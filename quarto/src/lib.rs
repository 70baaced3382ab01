pub use board::*;
pub use errors::*;
pub use evaluation::*;
pub use game::*;
pub use interface::*;
pub use pieces::*;
pub use pieces_set::*;
pub use protocol_types::*;
pub use search::*;
pub use visualization::*;

#[cfg(test)]
mod arbitrary;
mod bitset;
mod board;
mod errors;
mod evaluation;
mod game;
mod interface;
mod pieces;
mod pieces_set;
mod protocol_types;
mod search;
mod visualization;
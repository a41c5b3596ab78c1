//! Wait primitives
//!
//! [`WaitGate`] is one spawned timed wait: a background timer thread plus a
//! completion flag. [`WaitControl`] is the behavioral contract of the external
//! blocking progress indicator; [`WaitGroup`] serializes creation of the
//! shared indicator so two near-simultaneous long waits cannot race, and
//! [`WaitControlBridge`] is the thin adapter the runtime goes through.

use chrono::{DateTime, Utc};
use std::sync::atomic::{AtomicBool, Ordering};
use std::sync::{Arc, Mutex, MutexGuard};
use std::thread::{self, JoinHandle};
use std::time::{Duration, Instant};
use tracing::{debug, info};

use crate::host::Host;

fn lock_or_recover<T>(mutex: &Mutex<T>) -> MutexGuard<'_, T> {
    mutex.lock().unwrap_or_else(|poisoned| poisoned.into_inner())
}

/* ===================== Cancellation ===================== */

/// Shared cooperative-cancellation flag.
///
/// Cloned into timer threads and polled at every suspension point; no guard
/// interrupts a handler already mid-execution.
#[derive(Debug, Clone, Default)]
pub struct CancelToken(Arc<AtomicBool>);

impl CancelToken {
    pub fn new() -> Self {
        Self::default()
    }

    /// Set the flag; returns the previous value.
    pub fn set(&self) -> bool {
        self.0.swap(true, Ordering::SeqCst)
    }

    pub fn clear(&self) {
        self.0.store(false, Ordering::SeqCst);
    }

    pub fn is_canceled(&self) -> bool {
        self.0.load(Ordering::SeqCst)
    }
}

/* ===================== WaitGate ===================== */

/// One background timed wait. Created per interval, never reused.
///
/// Lifecycle: created -> running (timer armed) -> resolved (timed out,
/// canceled, or explicitly continued) -> discarded.
#[derive(Debug)]
pub struct WaitGate {
    deadline: DateTime<Utc>,
    done: Arc<AtomicBool>,
    _timer: JoinHandle<()>,
}

impl WaitGate {
    pub fn spawn(duration_secs: f64, message: &str, cancel: CancelToken, poll: Duration) -> Self {
        let done = Arc::new(AtomicBool::new(false));
        let deadline = Utc::now() + chrono::Duration::milliseconds((duration_secs * 1000.0) as i64);

        let timer = thread::spawn({
            let done = done.clone();
            let label = message.to_string();
            move || {
                let start = Instant::now();
                loop {
                    let elapsed = start.elapsed().as_secs_f64();
                    if elapsed >= duration_secs {
                        break;
                    }
                    if cancel.is_canceled() {
                        return;
                    }
                    let remaining = Duration::from_secs_f64(duration_secs - elapsed);
                    thread::sleep(remaining.min(poll));
                }
                if !cancel.is_canceled() {
                    info!(interval = %label, "interval timer finished");
                    done.store(true, Ordering::SeqCst);
                }
            }
        });

        Self {
            deadline,
            done,
            _timer: timer,
        }
    }

    pub fn deadline(&self) -> DateTime<Utc> {
        self.deadline
    }

    pub fn done_flag(&self) -> Arc<AtomicBool> {
        self.done.clone()
    }

    pub fn is_done(&self) -> bool {
        self.done.load(Ordering::SeqCst)
    }

    /// Resolve the gate early without waiting for the deadline.
    pub fn continue_now(&self) {
        self.done.store(true, Ordering::SeqCst);
    }
}

/* ===================== WaitControl ===================== */

/// Contract of the external blocking progress indicator.
///
/// The runtime never assumes a visual representation; a headless
/// [`TimedWaitControl`] satisfies the same contract.
pub trait WaitControl: Send + Sync {
    fn start(&self, block: bool, wait_secs: f64);
    fn join(&self);
    fn is_canceled(&self) -> bool;
    fn is_continued(&self) -> bool;
    fn stop(&self);
}

/// Headless wait control: blocks for the configured time, resolvable early by
/// `stop`, `cancel`, or `continue_run`.
pub struct TimedWaitControl {
    message: String,
    wait_secs: Mutex<f64>,
    started: Mutex<Option<Instant>>,
    canceled: AtomicBool,
    continued: AtomicBool,
    stopped: AtomicBool,
    poll: Duration,
}

impl TimedWaitControl {
    pub fn new(wait_secs: f64, message: &str, poll: Duration) -> Self {
        Self {
            message: message.to_string(),
            wait_secs: Mutex::new(wait_secs),
            started: Mutex::new(None),
            canceled: AtomicBool::new(false),
            continued: AtomicBool::new(false),
            stopped: AtomicBool::new(false),
            poll,
        }
    }

    pub fn message(&self) -> &str {
        &self.message
    }

    /// Operator pressed cancel.
    pub fn cancel(&self) {
        self.canceled.store(true, Ordering::SeqCst);
    }

    /// Operator pressed continue.
    pub fn continue_run(&self) {
        self.continued.store(true, Ordering::SeqCst);
    }
}

impl WaitControl for TimedWaitControl {
    fn start(&self, block: bool, wait_secs: f64) {
        *lock_or_recover(&self.wait_secs) = wait_secs;
        *lock_or_recover(&self.started) = Some(Instant::now());
        debug!(wait_secs, message = %self.message, "wait control started");
        if block {
            self.join();
        }
    }

    fn join(&self) {
        let started = match *lock_or_recover(&self.started) {
            Some(s) => s,
            None => return,
        };
        let wait_secs = *lock_or_recover(&self.wait_secs);
        while started.elapsed().as_secs_f64() < wait_secs {
            if self.stopped.load(Ordering::SeqCst)
                || self.canceled.load(Ordering::SeqCst)
                || self.continued.load(Ordering::SeqCst)
            {
                break;
            }
            thread::sleep(self.poll);
        }
    }

    fn is_canceled(&self) -> bool {
        self.canceled.load(Ordering::SeqCst)
    }

    fn is_continued(&self) -> bool {
        self.continued.load(Ordering::SeqCst)
    }

    fn stop(&self) {
        self.stopped.store(true, Ordering::SeqCst);
    }
}

/* ===================== WaitGroup ===================== */

/// Shared-indicator policy: only one wait control is active at a time, and
/// creation is serialized so the first control is registered as active before
/// the next waiter looks.
#[derive(Default)]
pub struct WaitGroup {
    create_lock: Mutex<()>,
    active: Mutex<Option<Arc<dyn WaitControl>>>,
}

impl WaitGroup {
    pub fn new() -> Self {
        Self::default()
    }

    pub fn creation_guard(&self) -> MutexGuard<'_, ()> {
        lock_or_recover(&self.create_lock)
    }

    pub fn set_active(&self, control: Arc<dyn WaitControl>) {
        *lock_or_recover(&self.active) = Some(control);
    }

    pub fn active(&self) -> Option<Arc<dyn WaitControl>> {
        lock_or_recover(&self.active).clone()
    }

    /// Clear the active slot if it still holds `control`.
    pub fn pop(&self, control: &Arc<dyn WaitControl>) {
        let mut active = lock_or_recover(&self.active);
        if let Some(current) = active.as_ref() {
            if Arc::ptr_eq(current, control) {
                *active = None;
            }
        }
    }
}

/* ===================== Bridge ===================== */

/// Adapter between the runtime and the host's progress indicator.
pub struct WaitControlBridge {
    host: Arc<dyn Host>,
}

impl WaitControlBridge {
    pub fn new(host: Arc<dyn Host>) -> Self {
        Self { host }
    }

    /// Create and register a wait control under the group's creation lock, so
    /// the control has a chance to start before the next waiter asks whether
    /// the active control is running.
    pub fn acquire(&self, wait_secs: f64, message: &str) -> Arc<dyn WaitControl> {
        let group = self.host.wait_group();
        let _guard = group.creation_guard();

        let message = format!("Waiting for {:.1}s  {}", wait_secs, message);
        let control = self.host.make_wait_control(wait_secs, &message);
        group.set_active(control.clone());
        control.start(false, wait_secs);
        control
    }

    pub fn release(&self, control: &Arc<dyn WaitControl>) {
        self.host.wait_group().pop(control);
    }
}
───
◆ What is required
Within the material above, transcribe exactly the lines that run from the line holding "fn stop(&self);" through the line holding "pub fn new(wait_secs: f64, message: &str, poll: Duration)".

◆ Answer for the task
    fn stop(&self);
}

/// Headless wait control: blocks for the configured time, resolvable early by
/// `stop`, `cancel`, or `continue_run`.
pub struct TimedWaitControl {
    message: String,
    wait_secs: Mutex<f64>,
    started: Mutex<Option<Instant>>,
    canceled: AtomicBool,
    continued: AtomicBool,
    stopped: AtomicBool,
    poll: Duration,
}

impl TimedWaitControl {
    pub fn new(wait_secs: f64, message: &str, poll: Duration) -> Self {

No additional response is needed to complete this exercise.